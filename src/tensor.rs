//! Module defining `Tensor` and `GraphContext`.
//!
//! `Tensor` is not a data container. It is a lightweight handle (a symbolic
//! variable) for one node of the Abstract Semantic Graph (ASG). Operations on
//! tensors (`+`, `dot`, `causal_conv1d`, ...) compute nothing; they append
//! nodes to the graph.
//!
//! `GraphContext` owns the graph under construction.

use crate::asg::{Asg, NodeId, NodeType, PoolMode, Shape, Value};
use ndarray::ArrayD;
use std::cell::RefCell;
use std::ops::{Add, Div, Mul, Neg, Sub};
use std::rc::Rc;

/// Owns the graph while it is being built.
///
/// Shared between all `Tensor` handles through `Rc<RefCell<_>>`.
#[derive(Debug, Clone)]
pub struct GraphContext {
    main_graph: Asg,
}

impl GraphContext {
    pub fn new() -> Self {
        Self { main_graph: Asg::new(0) }
    }

    pub fn main_graph_mut(&mut self) -> &mut Asg {
        &mut self.main_graph
    }

    pub fn main_graph(&self) -> &Asg {
        &self.main_graph
    }
}

impl Default for GraphContext {
    fn default() -> Self {
        Self::new()
    }
}

/// Symbolic handle for a node of the ASG.
///
/// Holds the node ID and a shared reference to the `GraphContext` the node
/// lives in. Every operation adds a new node to that graph.
#[derive(Debug, Clone)]
pub struct Tensor {
    pub node_id: NodeId,
    pub context: Rc<RefCell<GraphContext>>,
}

impl Tensor {
    /// Wraps an existing node of `context`.
    pub fn from_node(context: &Rc<RefCell<GraphContext>>, node_id: NodeId) -> Self {
        Self { node_id, context: Rc::clone(context) }
    }

    /// Creates an input node. Inputs are fed with data at execution time.
    pub fn new_input(context: &Rc<RefCell<GraphContext>>, name: &str) -> Self {
        let mut ctx = context.borrow_mut();
        let graph = ctx.main_graph_mut();
        let node_id = graph.add_node(Some(name.to_string()), NodeType::Input { name: name.to_string() });
        graph.inputs.push(node_id);
        Self { node_id, context: Rc::clone(context) }
    }

    /// Creates a persistent state node (weight, bias, velocity, running statistic).
    pub fn new_parameter(context: &Rc<RefCell<GraphContext>>, name: &str) -> Self {
        let node_id = context
            .borrow_mut()
            .main_graph_mut()
            .add_node(Some(name.to_string()), NodeType::Parameter { name: name.to_string() });
        Self { node_id, context: Rc::clone(context) }
    }

    /// Creates a constant node holding `data`.
    pub fn new_literal(context: &Rc<RefCell<GraphContext>>, data: ArrayD<f32>, name: &str) -> Self {
        let node_id = context
            .borrow_mut()
            .main_graph_mut()
            .add_node(Some(name.to_string()), NodeType::Literal(Value::Tensor(data)));
        Self { node_id, context: Rc::clone(context) }
    }

    /// Creates a scalar constant.
    pub fn scalar(context: &Rc<RefCell<GraphContext>>, value: f32) -> Self {
        let node_id = context
            .borrow_mut()
            .main_graph_mut()
            .add_node(None, NodeType::Literal(Value::ScalarF32(value)));
        Self { node_id, context: Rc::clone(context) }
    }

    /// Name of the node, if it has one.
    pub fn name(&self) -> Option<String> {
        let ctx = self.context.borrow();
        ctx.main_graph().get_node(self.node_id).ok().and_then(|n| n.name.clone())
    }

    fn push(&self, node_type: NodeType) -> Self {
        let node_id = self.context.borrow_mut().main_graph_mut().add_node(None, node_type);
        Self { node_id, context: Rc::clone(&self.context) }
    }

    fn constant(&self, value: f32) -> Self {
        Tensor::scalar(&self.context, value)
    }

    // --- Arithmetic ---

    pub fn pow(&self, power: &Tensor) -> Self {
        self.push(NodeType::Power(self.node_id, power.node_id))
    }

    /// `self ** exponent` with a constant exponent.
    pub fn powf(&self, exponent: f32) -> Self {
        let power = self.constant(exponent);
        self.pow(&power)
    }

    /// `self * factor` with a constant factor.
    pub fn scale(&self, factor: f32) -> Self {
        let factor = self.constant(factor);
        self * &factor
    }

    /// `self + offset` with a constant offset.
    pub fn shift(&self, offset: f32) -> Self {
        let offset = self.constant(offset);
        self + &offset
    }

    pub fn dot(&self, other: &Tensor) -> Self {
        self.push(NodeType::MatrixMultiply(self.node_id, other.node_id))
    }

    pub fn sqrt(&self) -> Self {
        self.push(NodeType::Sqrt(self.node_id))
    }

    pub fn log(&self) -> Self {
        self.push(NodeType::Log(self.node_id))
    }

    pub fn sign(&self) -> Self {
        self.push(NodeType::Sign(self.node_id))
    }

    // --- Comparisons (1.0 / 0.0 masks) ---

    pub fn equal(&self, other: &Tensor) -> Self {
        self.push(NodeType::Equal(self.node_id, other.node_id))
    }

    pub fn not_equal(&self, other: &Tensor) -> Self {
        self.push(NodeType::NotEqual(self.node_id, other.node_id))
    }

    // --- Activations ---

    pub fn relu(&self) -> Self {
        self.push(NodeType::ReLU(self.node_id))
    }

    pub fn sigmoid(&self) -> Self {
        self.push(NodeType::Sigmoid(self.node_id))
    }

    pub fn tanh(&self) -> Self {
        self.push(NodeType::Tanh(self.node_id))
    }

    pub fn softmax(&self) -> Self {
        self.push(NodeType::Softmax(self.node_id))
    }

    // --- Reductions ---

    pub fn sum(&self) -> Self {
        self.push(NodeType::Sum(self.node_id))
    }

    pub fn sum_axes(&self, axes: &[usize]) -> Self {
        self.push(NodeType::SumAxes { input: self.node_id, axes: axes.to_vec() })
    }

    pub fn mean_axes(&self, axes: &[usize]) -> Self {
        self.push(NodeType::MeanAxes { input: self.node_id, axes: axes.to_vec() })
    }

    pub fn argmax(&self, axis: usize) -> Self {
        self.push(NodeType::ArgMax { input: self.node_id, axis })
    }

    pub fn one_hot(&self, classes: usize) -> Self {
        self.push(NodeType::OneHot { input: self.node_id, classes })
    }

    // --- Transformations ---

    pub fn reshape(&self, shape: Shape) -> Self {
        self.push(NodeType::Reshape(self.node_id, shape))
    }

    // --- Convolution & pooling ---

    /// Causal convolution of `[N, C, L]` with filters `[F, C, K]`, giving `[N, F, L]`.
    pub fn causal_conv1d(&self, weight: &Tensor) -> Self {
        self.push(NodeType::CausalConv1d { input: self.node_id, weight: weight.node_id })
    }

    /// Non-overlapping pooling over the last axis, keeping the trailing partial window.
    pub fn pool1d(&self, width: usize, mode: PoolMode) -> Self {
        self.push(NodeType::Pool1d { input: self.node_id, width, mode })
    }
}

// Operators for `a + b` style graph building.

macro_rules! impl_binary_op {
    ($trait:ident, $method:ident, $variant:ident) => {
        impl $trait<&Tensor> for &Tensor {
            type Output = Tensor;
            fn $method(self, rhs: &Tensor) -> Self::Output {
                self.push(NodeType::$variant(self.node_id, rhs.node_id))
            }
        }
    };
}

impl_binary_op!(Add, add, Add);
impl_binary_op!(Sub, sub, Subtract);
impl_binary_op!(Mul, mul, Multiply);
impl_binary_op!(Div, div, Divide);

impl Neg for &Tensor {
    type Output = Tensor;
    fn neg(self) -> Self::Output {
        self.push(NodeType::Negate(self.node_id))
    }
}

#[cfg(test)]
mod tests {
    use super::*;

    #[test]
    fn test_operations_append_nodes() {
        let ctx = Rc::new(RefCell::new(GraphContext::new()));
        let x = Tensor::new_input(&ctx, "x");
        let w = Tensor::new_parameter(&ctx, "w");
        let y = &x.dot(&w) + &w;
        let graph = ctx.borrow().main_graph().clone();
        assert_eq!(graph.nodes.len(), 4);
        assert_eq!(graph.inputs, vec![x.node_id]);
        assert_eq!(graph.get_node(y.node_id).unwrap().node_type, NodeType::Add(2, w.node_id));
    }

    #[test]
    fn test_names() {
        let ctx = Rc::new(RefCell::new(GraphContext::new()));
        let w = Tensor::new_parameter(&ctx, "dense.weights");
        assert_eq!(w.name().as_deref(), Some("dense.weights"));
        assert_eq!(w.tanh().name(), None);
    }
}
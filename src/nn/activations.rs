//! Activation and classification functions the network can be built with.

use crate::tensor::Tensor;
use serde::{Deserialize, Serialize};

/// Elementwise activation after the convolution and dense stages.
#[derive(Debug, Clone, Copy, PartialEq, Eq, Default, Serialize, Deserialize)]
#[serde(rename_all = "lowercase")]
pub enum Activation {
    #[default]
    Tanh,
    Relu,
    Sigmoid,
}

impl Activation {
    pub fn apply(&self, inputs: &Tensor) -> Tensor {
        match self {
            Activation::Tanh => inputs.tanh(),
            Activation::Relu => inputs.relu(),
            Activation::Sigmoid => inputs.sigmoid(),
        }
    }
}

/// Maps the output projection to class probabilities.
#[derive(Debug, Clone, Copy, PartialEq, Eq, Default, Serialize, Deserialize)]
#[serde(rename_all = "lowercase")]
pub enum Classifier {
    #[default]
    Softmax,
}

impl Classifier {
    pub fn apply(&self, inputs: &Tensor) -> Tensor {
        match self {
            Classifier::Softmax => inputs.softmax(),
        }
    }
}

#[cfg(test)]
mod tests {
    use super::*;
    use crate::asg::NodeType;
    use crate::tensor::GraphContext;
    use std::cell::RefCell;
    use std::rc::Rc;

    #[test]
    fn test_activation_nodes() {
        let ctx = Rc::new(RefCell::new(GraphContext::new()));
        let x = Tensor::new_input(&ctx, "x");
        let y = Activation::Relu.apply(&x);
        let p = Classifier::Softmax.apply(&y);
        let graph = ctx.borrow().main_graph().clone();
        assert_eq!(graph.get_node(y.node_id).unwrap().node_type, NodeType::ReLU(x.node_id));
        assert_eq!(graph.get_node(p.node_id).unwrap().node_type, NodeType::Softmax(y.node_id));
    }

    #[test]
    fn test_names_in_json() {
        assert_eq!(serde_json::to_string(&Activation::Sigmoid).unwrap(), "\"sigmoid\"");
        let parsed: Activation = serde_json::from_str("\"tanh\"").unwrap();
        assert_eq!(parsed, Activation::Tanh);
    }
}
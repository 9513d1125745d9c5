//! Non-overlapping 1-D pooling over the sequence axis.

use crate::asg::PoolMode;
use crate::nn::module::{Forward, Module, Shared};
use crate::tensor::Tensor;

/// Pools `(batch, channels, length)` into `(batch, channels, ceil(length / width))`.
///
/// The trailing window is kept even when it holds fewer than `width` elements.
#[derive(Debug, Clone, Copy)]
pub struct Pool1d {
    pub width: usize,
    pub mode: PoolMode,
}

impl Pool1d {
    pub fn new(width: usize, mode: PoolMode) -> Self {
        Self { width, mode }
    }

    /// Output length for an input of `length` positions.
    pub fn output_length(&self, length: usize) -> usize {
        length.div_ceil(self.width)
    }
}

impl Module for Pool1d {
    fn forward(&self, inputs: &Tensor) -> Forward {
        Forward::new(inputs.pool1d(self.width, self.mode))
    }

    fn parameters(&self) -> Vec<&Shared> {
        Vec::new()
    }
}

#[cfg(test)]
mod tests {
    use super::*;

    #[test]
    fn test_output_length_rounds_up() {
        let pool = Pool1d::new(2, PoolMode::Max);
        assert_eq!(pool.output_length(7), 4);
        assert_eq!(pool.output_length(8), 4);
        assert_eq!(Pool1d::new(3, PoolMode::Average).output_length(1), 1);
    }
}
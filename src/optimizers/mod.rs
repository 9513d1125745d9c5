//! Update rules turning gradients into state updates.
//!
//! An optimizer does not touch numbers. It appends the nodes computing the
//! new parameter values to the graph and returns them as `Update` pairs,
//! together with any per-parameter state it needs (velocities).

use crate::nn::{Shared, Update};
use crate::tensor::{GraphContext, Tensor};
use std::cell::RefCell;
use std::rc::Rc;

/// Output of an optimizer: its own persistent state plus the ordered updates.
#[derive(Debug, Default)]
pub struct OptimizerStep {
    /// Extra persistent tensors, one per parameter.
    pub slots: Vec<Shared>,
    pub updates: Vec<Update>,
}

/// Common interface of the update rules.
pub trait Optimizer {
    /// Builds the updates of `parameters` given their `gradients` (same order).
    fn build(&self, ctx: &Rc<RefCell<GraphContext>>, parameters: &[&Shared], gradients: &[Tensor]) -> OptimizerStep;
}

/// Gradient descent with momentum.
///
/// `v <- momentum * v - learning_rate * g`, then `p <- p + v` with the new `v`.
#[derive(Debug, Clone, Copy, PartialEq)]
pub struct MomentumSgd {
    pub learning_rate: f32,
    pub momentum: f32,
}

impl MomentumSgd {
    pub fn new(learning_rate: f32, momentum: f32) -> Self {
        Self { learning_rate, momentum }
    }
}

impl Optimizer for MomentumSgd {
    /// For each parameter in order: `(velocity, new_velocity)` then
    /// `(parameter, parameter + new_velocity)`.
    fn build(&self, ctx: &Rc<RefCell<GraphContext>>, parameters: &[&Shared], gradients: &[Tensor]) -> OptimizerStep {
        let mut step = OptimizerStep::default();
        for (parameter, gradient) in parameters.iter().zip(gradients) {
            let velocity = Shared::zeros(ctx, &format!("{}.velocity", parameter.name()), parameter.shape());

            let new_velocity = &velocity.tensor.scale(self.momentum) - &gradient.scale(self.learning_rate);
            let new_parameter = &parameter.tensor + &new_velocity;

            step.updates.push(Update::new(&velocity, new_velocity));
            step.updates.push(Update::new(parameter, new_parameter));
            step.slots.push(velocity);
        }
        step
    }
}

#[cfg(test)]
mod tests {
    use super::*;
    use crate::asg::Value;
    use crate::runtime::{Session, StateStore};
    use approx::assert_relative_eq;
    use ndarray::arr1;
    use std::collections::HashMap;

    #[test]
    fn test_one_momentum_step() {
        let ctx = Rc::new(RefCell::new(GraphContext::new()));
        let param = Shared::new(&ctx, "w", arr1(&[1.5]).into_dyn());
        let gradient = Tensor::scalar(&ctx, 2.0);

        let step = MomentumSgd::new(0.01, 0.9).build(&ctx, &[&param], &[gradient]);
        assert_eq!(step.slots.len(), 1);
        assert_eq!(step.updates.len(), 2);
        assert_eq!(step.updates[0].target.name().as_deref(), Some("w.velocity"));
        assert_eq!(step.updates[1].target.name().as_deref(), Some("w"));

        let mut state = StateStore::new();
        state.insert("w".to_string(), Value::Tensor(param.initial.clone()));
        state.insert("w.velocity".to_string(), Value::Tensor(step.slots[0].initial.clone()));
        let updates = step
            .updates
            .iter()
            .map(|u| (u.target.name().unwrap_or_default(), u.value.node_id))
            .collect();
        let graph = ctx.borrow().main_graph().clone();
        let mut session = Session::new(graph, vec![], updates, state);

        session.run(&HashMap::new()).unwrap();
        assert_relative_eq!(session.get("w.velocity").unwrap()[[0]], -0.02, epsilon = 1e-7);
        assert_relative_eq!(session.get("w").unwrap()[[0]], 1.48, epsilon = 1e-6);

        // v2 = 0.9 * -0.02 - 0.02
        session.run(&HashMap::new()).unwrap();
        assert_relative_eq!(session.get("w.velocity").unwrap()[[0]], -0.038, epsilon = 1e-7);
        assert_relative_eq!(session.get("w").unwrap()[[0]], 1.442, epsilon = 1e-6);
    }
}
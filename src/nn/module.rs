//! Core building blocks shared by every stage of the network.

use crate::tensor::{GraphContext, Tensor};
use ndarray::{ArrayD, IxDyn};
use std::cell::RefCell;
use std::rc::Rc;

/// A persistent tensor: a `Parameter` node plus the value it starts from.
///
/// Weights, biases, velocities, running statistics and the fixed
/// normalization scale/shift are all `Shared`.
#[derive(Debug, Clone)]
pub struct Shared {
    pub tensor: Tensor,
    pub initial: ArrayD<f32>,
}

impl Shared {
    pub fn new(context: &Rc<RefCell<GraphContext>>, name: &str, initial: ArrayD<f32>) -> Self {
        Self { tensor: Tensor::new_parameter(context, name), initial }
    }

    pub fn zeros(context: &Rc<RefCell<GraphContext>>, name: &str, shape: &[usize]) -> Self {
        Self::new(context, name, ArrayD::zeros(IxDyn(shape)))
    }

    /// Scalar state such as a normalization scale.
    pub fn scalar(context: &Rc<RefCell<GraphContext>>, name: &str, value: f32) -> Self {
        Self::new(context, name, ndarray::arr0(value).into_dyn())
    }

    pub fn name(&self) -> String {
        self.tensor.name().unwrap_or_default()
    }

    pub fn shape(&self) -> &[usize] {
        self.initial.shape()
    }
}

/// A pending assignment `target <- value`, applied once per step.
#[derive(Debug, Clone)]
pub struct Update {
    pub target: Tensor,
    pub value: Tensor,
}

impl Update {
    pub fn new(target: &Shared, value: Tensor) -> Self {
        Self { target: target.tensor.clone(), value }
    }
}

/// Result of a symbolic forward pass.
#[derive(Debug, Clone)]
pub struct Forward {
    pub output: Tensor,
    /// State updates introduced by the pass (running statistics).
    pub updates: Vec<Update>,
}

impl Forward {
    pub fn new(output: Tensor) -> Self {
        Self { output, updates: Vec::new() }
    }

    /// Continues with `f` applied to the output, keeping the updates.
    pub fn map(self, f: impl FnOnce(&Tensor) -> Tensor) -> Self {
        Self { output: f(&self.output), updates: self.updates }
    }

    /// Continues through another stage, concatenating the updates.
    pub fn then(self, next: Forward) -> Self {
        let mut updates = self.updates;
        updates.extend(next.updates);
        Self { output: next.output, updates }
    }
}

/// Common interface of the network stages.
///
/// `forward` only appends nodes to the graph: it returns its output together
/// with the updates it introduces instead of registering them anywhere.
pub trait Module {
    /// Builds the stage's part of the graph on top of `inputs`.
    fn forward(&self, inputs: &Tensor) -> Forward;

    /// Trainable parameters, in registration order.
    fn parameters(&self) -> Vec<&Shared>;

    /// Persistent state that is not trained.
    fn buffers(&self) -> Vec<&Shared> {
        Vec::new()
    }
}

(ABOUT THIS TASK) Wherever the string "OptimizerStep" appears in the data above, report the whole line.

(TASK ANSWER)
pub struct OptimizerStep {
    fn build(&self, ctx: &Rc<RefCell<GraphContext>>, parameters: &[&Shared], gradients: &[Tensor]) -> OptimizerStep;
    fn build(&self, ctx: &Rc<RefCell<GraphContext>>, parameters: &[&Shared], gradients: &[Tensor]) -> OptimizerStep {
        let mut step = OptimizerStep::default();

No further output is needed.